Open
Description
I found a relatively simple case where memlet src and dst inference fail.
This is a simple copy from src (A @ GlobalMemory) to dst (shr_A @ SharedMemory), but regardless of how I generated the subset, codegen generates wrong code.
e1 = state.add_edge(a1, None, a2, None, dace.Memlet(
data=in_arr_name, # inference fails both for providing A or shr_A
subset=in_edge.data.subset, # is [i:i+256]
other_subset=dace.subsets.Range(copy_shape), # is [0:256]
wcr=None,
))
The inference fails and the copy is generated from src location to src location.
/home/primrose/Work/DaceLayoutAndScheduleTransformations/.dacecache/kernel_316dd2c1ec53ead0f61901eb4d0e3aad/src/cuda/kernel_cuda.cu(101): error: no instance of function template "dace::GlobalToGlobal1D" matches the argument list
argument types are: (const double *, int, const double *__restrict__)
dace::GlobalToGlobal1D<double, 256, 1, 1, 256, 1, false>(A + i, 1, A);
I think the correct way to solve this would be to make the canonical form of memlet to have src_data, dst_data, subset and other_subset.

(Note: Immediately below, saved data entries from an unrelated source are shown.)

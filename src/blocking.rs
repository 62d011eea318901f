// SPDX-FileCopyrightText: 2026 Eli Array Minkoff
//
// SPDX-License-Identifier: 0BSD

//! Machines that pull input on demand
//!
//! A plain [Machine] fails with [`MachineError::InputUnderflow`] when it needs input that isn't
//! queued. A [BlockingMachine] instead asks its [InputSource] for a value, once per input
//! instruction that would otherwise underflow, and carries on. A source that has nothing left to
//! give returns [None], and the machine underflows as if it had no source.
//!
//! ```
//! use intcode::prelude::*;
//!
//! // output double each input, forever
//! let program = [3, 11, 1002, 11, 2, 11, 4, 11, 1105, 1, 0, 0];
//! let mut counter = 0;
//! let mut machine = BlockingMachine::new(Machine::new(program, []), move || {
//!     counter += 1;
//!     counter
//! });
//!
//! assert_eq!(machine.run_to_next_output(), Ok(Some(2)));
//! assert_eq!(machine.run_to_next_output(), Ok(Some(4)));
//! ```

use crate::{Machine, MachineError, StepOutcome};

/// Something that can supply a [BlockingMachine] with input
///
/// Any `FnMut() -> i64` closure is an infinite source.
pub trait InputSource {
    /// Produce the next input value, or [None] if the source is exhausted or failed
    fn next_input(&mut self) -> Option<i64>;
}

impl<F: FnMut() -> i64> InputSource for F {
    fn next_input(&mut self) -> Option<i64> {
        Some(self())
    }
}

/// A [Machine] paired with an optional [InputSource]
///
/// Queued inputs are always used before the source is consulted. Without a source, a
/// `BlockingMachine` behaves exactly like the machine it wraps.
#[derive(Debug)]
pub struct BlockingMachine<S> {
    machine: Machine,
    source: Option<S>,
}

impl<S: InputSource> BlockingMachine<S> {
    /// Wrap `machine`, pulling input from `source` when its queue runs dry
    pub fn new(machine: Machine, source: S) -> Self {
        Self {
            machine,
            source: Some(source),
        }
    }

    /// Wrap `machine` with no input source attached
    pub fn without_source(machine: Machine) -> Self {
        Self {
            machine,
            source: None,
        }
    }

    /// Attach `source`, returning the previously attached source, if any
    pub fn attach(&mut self, source: S) -> Option<S> {
        self.source.replace(source)
    }

    /// Detach the current source, if any
    pub fn detach(&mut self) -> Option<S> {
        self.source.take()
    }

    /// The attached source, if any
    pub fn source(&self) -> Option<&S> {
        self.source.as_ref()
    }

    /// The attached source, mutably
    pub fn source_mut(&mut self) -> Option<&mut S> {
        self.source.as_mut()
    }

    /// The wrapped machine
    pub fn machine(&self) -> &Machine {
        &self.machine
    }

    /// The wrapped machine, mutably
    pub fn machine_mut(&mut self) -> &mut Machine {
        &mut self.machine
    }

    /// Unwrap into the machine and its source
    pub fn into_inner(self) -> (Machine, Option<S>) {
        (self.machine, self.source)
    }

    /// Queue `value` on the wrapped machine
    pub fn add_input(&mut self, value: i64) {
        self.machine.add_input(value);
    }

    /// Execute a single instruction, first pulling a value from the source if the instruction
    /// would need one
    ///
    /// If the source returns [None], this fails with [`MachineError::InputUnderflow`] and the
    /// machine is left resumable.
    pub fn step(&mut self) -> Result<StepOutcome, MachineError> {
        if self.machine.awaiting_input()
            && let Some(source) = self.source.as_mut()
        {
            let ip = self.machine.instruction_pointer();
            match source.next_input() {
                Some(value) => {
                    tracing::trace!(ip, value, "pulled input from source");
                    self.machine.add_input(value);
                }
                None => tracing::debug!(ip, "input source is exhausted"),
            }
        }
        self.machine.step()
    }

    /// Run until an instruction produces output or the machine halts, as with
    /// [Machine::run_to_next_output]
    pub fn run_to_next_output(&mut self) -> Result<Option<i64>, MachineError> {
        loop {
            match self.step()? {
                StepOutcome::Running => (),
                StepOutcome::Output(val) => break Ok(Some(val)),
                StepOutcome::Halted => break Ok(None),
            }
        }
    }

    /// Run until the machine halts, as with [Machine::run_to_completion]
    pub fn run_to_completion(&mut self) -> Result<&[i64], MachineError> {
        while self.step()? != StepOutcome::Halted {}
        Ok(self.machine.outputs())
    }

    /// Whether the wrapped machine can still execute instructions
    pub fn is_running(&self) -> bool {
        self.machine.is_running()
    }
}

As when you think about how we copy things in code - it is src location, dst location, and shapes for both source and destination.
I want to discuss it before I start a PR.

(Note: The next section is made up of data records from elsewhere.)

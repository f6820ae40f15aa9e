//! TCP transport implementation
//!
//! Useful when the board sits behind a ser2net or socat bridge.

use super::{Link, TransportError, TransportStats, TransportType};
use async_trait::async_trait;
use bytes::Bytes;
use serde::{Deserialize, Serialize};
use std::time::{Duration, Instant};
use tokio::io::AsyncWriteExt;
use tokio::net::TcpStream;

/// TCP connection configuration
#[derive(Debug, Clone, Serialize, Deserialize)]
pub struct TcpConfig {
    /// Host address
    pub host: String,
    /// Port number
    pub port: u16,
    /// Connection timeout in seconds
    #[serde(default = "default_timeout_secs")]
    pub timeout_secs: u64,
}

fn default_timeout_secs() -> u64 {
    10
}

impl TcpConfig {
    /// Create a new TCP configuration
    pub fn new(host: &str, port: u16) -> Self {
        Self {
            host: host.to_string(),
            port,
            timeout_secs: default_timeout_secs(),
        }
    }

    /// Parse a `host:port` pair
    pub fn parse(addr: &str) -> Result<Self, TransportError> {
        let (host, port) = addr
            .rsplit_once(':')
            .ok_or_else(|| TransportError::InvalidConfiguration(format!("expected host:port, got {addr}")))?;
        let port = port
            .parse()
            .map_err(|_| TransportError::InvalidConfiguration(format!("invalid TCP port in {addr}")))?;
        Ok(Self::new(host, port))
    }
}

/// TCP transport
pub struct TcpTransport {
    config: TcpConfig,
    stream: TcpStream,
    stats: TransportStats,
    connected_at: Instant,
}

impl TcpTransport {
    /// Connect to the configured endpoint
    pub async fn connect(config: TcpConfig) -> Result<Self, TransportError> {
        let addr = format!("{}:{}", config.host, config.port);

        let stream = tokio::time::timeout(
            Duration::from_secs(config.timeout_secs),
            TcpStream::connect(&addr),
        )
        .await
        .map_err(|_| TransportError::Timeout(config.timeout_secs))?
        .map_err(|e| TransportError::ConnectionFailed(e.to_string()))?;

        // Set TCP_NODELAY so each source line leaves immediately
        stream.set_nodelay(true)?;

        Ok(Self {
            config,
            stream,
            stats: TransportStats::default(),
            connected_at: Instant::now(),
        })
    }
}

#[async_trait]
impl Link for TcpTransport {
    async fn send(&mut self, data: &[u8]) -> Result<usize, TransportError> {
        self.stream.write_all(data).await?;
        self.stream.flush().await?;

        self.stats.bytes_sent += data.len() as u64;
        self.stats.packets_sent += 1;

        Ok(data.len())
    }

    async fn receive(&mut self) -> Result<Bytes, TransportError> {
        let mut buffer = vec![0u8; 4096];

        // Use try_read for non-blocking read
        match self.stream.try_read(&mut buffer) {
            Ok(0) => Err(TransportError::Disconnected),
            Ok(n) => {
                buffer.truncate(n);
                self.stats.bytes_received += n as u64;
                self.stats.packets_received += 1;
                Ok(Bytes::from(buffer))
            }
            Err(ref e) if e.kind() == std::io::ErrorKind::WouldBlock => Ok(Bytes::new()),
            Err(e) => Err(TransportError::IoError(e)),
        }
    }

    fn transport_type(&self) -> TransportType {
        TransportType::Tcp
    }

    fn connection_info(&self) -> String {
        format!("{}:{}", self.config.host, self.config.port)
    }

    fn stats(&self) -> TransportStats {
        let mut stats = self.stats.clone();
        stats.uptime_secs = self.connected_at.elapsed().as_secs();
        stats
    }
}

For backwards compatibility reasons, I guess keeping the inference makes sense, but we should promote people use one of the forms and declare as the canonical form of a memlet.
The SDFG I attached (remove .txt to run)
transformed_sdfg_with_shared_memory.sdfg.txt
The complete script to reproduce is here:
import copy
import numpy as np
import dace
import pytest
import cupy as cp
from layout_and_schedule_transformations.double_buffering import DoubleBuffering
def _add_shared_memory(sdfg: dace.SDFG):
for state in sdfg.all_states():
for node in state.nodes():
if isinstance(node, dace.sdfg.nodes.MapEntry) and node.map.schedule == dace.dtypes.ScheduleType.GPU_ThreadBlock:
for n in state.bfs_nodes(node):
if isinstance(n, dace.sdfg.nodes.MapEntry):
next_map = n
break
elif isinstance(n, dace.nodes.MapExit):
break
if next_map is None:
raise ValueError("No next map found for the GPU_Device map entry.")
src_name_dst_name_offset = dict()
edges_to_rm = set()
for in_edge in state.in_edges(node):
if in_edge.data is not None:
in_arr_name = in_edge.data.data
copy_shape = [(0, (((e) - b)//s), 1) for b, e, s in in_edge.data.subset]
copied_shape = [(((e + 1) - b)//s) for b, e, s in in_edge.data.subset]
copy_offset = [b for b, _, _ in in_edge.data.subset]
shared_mem_name = "shr_" + in_arr_name
in_arr = sdfg.arrays[in_arr_name]
if shared_mem_name not in sdfg.arrays:
sdfg.add_array(shared_mem_name, copied_shape, in_arr.dtype, storage=dace.dtypes.StorageType.GPU_Shared, transient=True)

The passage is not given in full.